Paris, France — The world’s data and communications are carried across oceans by great bundles of subsea fiber optic cables — with their high strategic value making them potential targets for attack. Most recently, Sweden and Finland have opened investigations into potential “sabotage” against cables damaged on Sunday and Monday in the Baltic Sea.
98 percent of digital dataUndersea cables ferry data of all kinds between the continents, “transmitting everything from streaming videos and financial transactions to diplomatic communications and essential intelligence” according to a recent report from the US-based Center for Strategic and International Studies (CSIS).

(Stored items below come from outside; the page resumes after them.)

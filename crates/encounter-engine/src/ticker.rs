//! Round timer polling.
//!
//! The calculators are pure, so the display side polls them: every tick reads
//! a fresh "now" from a [`Clock`], captures a [`TimerSnapshot`] and compares it
//! with the previous tick to detect band changes.

use std::time::Instant;

use chrono::Utc;
use encounter_combat::{
    CombatState, LocalTimestamps, PauseAuthority, TimerBand, TimerSnapshot, TimerThresholds,
    TimerTransition,
};
use encounter_common::{add_millis, Timestamp};
use tracing::debug;

/// Source of wall-clock time for the timer loop.
pub trait Clock: Send + Sync {
    /// Current time.
    fn now(&self) -> Timestamp;
}

/// Real wall-clock time.
#[derive(Debug, Clone, Copy, Default)]
pub struct SystemClock;

impl Clock for SystemClock {
    fn now(&self) -> Timestamp {
        Utc::now()
    }
}

/// Wall-clock time running `speedup` times faster than real time.
#[derive(Debug, Clone, Copy)]
pub struct ScaledClock {
    /// Simulated time at creation.
    origin: Timestamp,
    /// Real instant at creation.
    reference: Instant,
    /// Simulated milliseconds per real millisecond.
    speedup: u32,
}

impl ScaledClock {
    /// Start a scaled clock at the current wall-clock time.
    #[must_use]
    pub fn new(speedup: u32) -> Self {
        Self {
            origin: Utc::now(),
            reference: Instant::now(),
            speedup: speedup.max(1),
        }
    }
}

impl Clock for ScaledClock {
    fn now(&self) -> Timestamp {
        let real_ms = u64::try_from(self.reference.elapsed().as_millis()).unwrap_or(u64::MAX);
        add_millis(self.origin, real_ms.saturating_mul(u64::from(self.speedup)))
    }
}

/// Result of one tick.
#[derive(Debug, Clone, PartialEq, Eq)]
pub struct TickOutcome {
    /// Snapshot for this tick.
    pub snapshot: TimerSnapshot,
    /// Band change since the previous tick.
    pub transition: Option<TimerTransition>,
}

impl TickOutcome {
    /// The round budget ran out on this tick.
    #[must_use]
    pub fn just_expired(&self) -> bool {
        self.transition
            .is_some_and(|t| t.to == TimerBand::Expired && t.from != TimerBand::Expired)
    }
}

/// Polls the calculators for one session.
#[derive(Debug)]
pub struct TimerTicker {
    /// Client-local timestamp overrides.
    local: LocalTimestamps,
    /// Pause resolution rule.
    authority: PauseAuthority,
    /// Band thresholds.
    thresholds: TimerThresholds,
    /// Snapshot from the previous tick.
    previous: Option<TimerSnapshot>,
    /// Ticks since creation or reset.
    ticks: u64,
}

impl TimerTicker {
    /// Create a ticker.
    #[must_use]
    pub fn new(authority: PauseAuthority, thresholds: TimerThresholds) -> Self {
        Self {
            local: LocalTimestamps::default(),
            authority,
            thresholds,
            previous: None,
            ticks: 0,
        }
    }

    /// Replace the client-local overrides.
    pub fn set_local(&mut self, local: LocalTimestamps) {
        self.local = local;
    }

    /// Capture a snapshot and report any band change.
    ///
    /// The first tick reports a transition from `Idle` when a round timer is
    /// already running.
    pub fn tick(&mut self, state: &CombatState, now: Timestamp) -> TickOutcome {
        let snapshot =
            TimerSnapshot::capture(state, &self.local, self.authority, &self.thresholds, now);
        let transition = match &self.previous {
            Some(previous) => snapshot.transition_from(previous),
            None if snapshot.band != TimerBand::Idle => Some(TimerTransition {
                from: TimerBand::Idle,
                to: snapshot.band,
            }),
            None => None,
        };

        if let Some(t) = transition {
            debug!(from = t.from.label(), to = t.to.label(), "Timer band changed");
        }

        self.previous = Some(snapshot.clone());
        self.ticks += 1;
        TickOutcome {
            snapshot,
            transition,
        }
    }

    /// Number of ticks since creation or reset.
    #[must_use]
    pub fn ticks(&self) -> u64 {
        self.ticks
    }

    /// Forget the previous snapshot (call after combat ends).
    pub fn reset(&mut self) {
        self.previous = None;
        self.ticks = 0;
    }
}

The links can carry “vast amounts of information, and especially a lot more than Elon Musk’s SpaceX satellites,” said Eric Lavault, a French navy officer formerly charged with control of the sea floor.
READ: Germany sees ‘sabotage’ as Sweden says second sea cable cut
Undersea fiber optic cables transport “98 percent of global digital data,” he added.
Around 450 undersea cables are currently in operation worldwide, Lavault said, with CSIS saying they stretch for around 1.2 million kilometers.
Dozens more are in the planning stage.
Most countries with a coastline have at least one, according to a map from TeleGeography, a US-based firm specializing in telecoms data analysis.
Only a few rare corners of the Earth such as Eritrea, North Korea and Antarctica are without subsea links.
Private linksSubsea cables may be of enormous strategic value, but they are “built, owned, operated and maintained primarily by private sector companies”, CSIS notes.
In 2021, US firm SubCom, France’s ASN and Japan’s NEC together accounted for 87 percent of the market, with China’s HMN ranking fourth with 11 percent.
Lavault noted that digital giants like Google, Amazon and Microsoft “are developing their own cables” in a sign they are “a massive economic prize”.
What’s more, the demands on cables’ bandwidth are only set to increase with “the development of AI, which can only be nourished with the data people cram into it,” he added.
Sabotage targetSubsea cables “very regularly” suffer incidents that can cut traffic, Lavault said, with culprits ranging from underwater landslides to tsunamis or just boats “dropping anchor where they shouldn’t”.
“In 80 percent of cases, damage to cable is not purposeful,” he added.
Nevertheless, deliberate sabotage or espionage attempts are also far from unknown.
“We know that these undersea cables can be targeted by countries tempted to surveil or damage this infrastructure,” France’s then-defense minister Florence Parly said in 2022.
According to Danish press reports, the US listened in via Denmark’s subsea network on communications from four countries — Germany, Sweden, Norway and France — between 2012 and 2014, including then-chancellor Angela Merkel.
“The strategic importance of undersea cables has not been lost on Russia, which views this infrastructure as a critical point of leverage against the security of Western nations,” according to the CSIS report.
The Yantar, a Russian military oceanography vessel, has been spotted several times near transatlantic cables off the Irish coast in recent years.
It is capable of deploying miniature submarines able to reach depths of 6,000 meters (20,000 feet).
“Data is an extremely important commodity these days,” Lavault said.
Countries are increasingly in a position to attack each other’s “new vital interests like the internet, which has direct effects on civil society and the economy,” he added.